Required work :: In the data below, find every line with the word "files" and copy it out.
[Source records — start]
#![deny(unsafe_code)]
#![deny(missing_docs)]
#![deny(rustdoc::broken_intra_doc_links)]

//! # Overview
//!
//! `catalog` turns plain-text message catalogs into Rust source for the
//! [`l4c`] runtime. It backs the `l4cdefgen` binary.
//!
//! # Design
//!
//! - [`Catalog`] parses catalog files line by line. Modules keep the order of
//!   their first appearance and messages get dense ids in that order, so the
//!   same inputs always produce the same ids.
//! - [`render`] writes two files: per-module constants and macros, and a
//!   `<lib>_init_logdef` function that registers every message with a
//!   [`l4c::LoggerContext`].
//! - [`cli`] wires both together behind a `clap` command line.
//!
//! # Errors
//!
//! Only output failures are fatal. Unreadable catalogs and malformed lines are
//! reported through `tracing` and skipped.
//!
//! # Examples
//!
//! ```
//! use catalog::{Catalog, render};
//!
//! let mut catalog = Catalog::new();
//! catalog.parse_str("inline", "NET \"net\"\nLOG_WARNING DOWN \"link {} down\"\n");
//!
//! let mut init = Vec::new();
//! render::render_init(&catalog, "app", &mut init)?;
//! let init = String::from_utf8(init)?;
//! assert!(init.contains("ctx.register_message(0, ::l4c::Severity::Warning, \"NET_DOWN\")?;"));
//! # Ok::<(), Box<dyn std::error::Error>>(())
//! ```

pub mod cli;
mod error;
mod parse;
pub mod render;

pub use error::{Error, Result};
pub use parse::{Catalog, Entry, MessageDef, Module};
[Source records — finish]
Expected answer ::
//! - [`Catalog`] parses catalog files line by line. Modules keep the order of
//! - [`render`] writes two files: per-module constants and macros, and a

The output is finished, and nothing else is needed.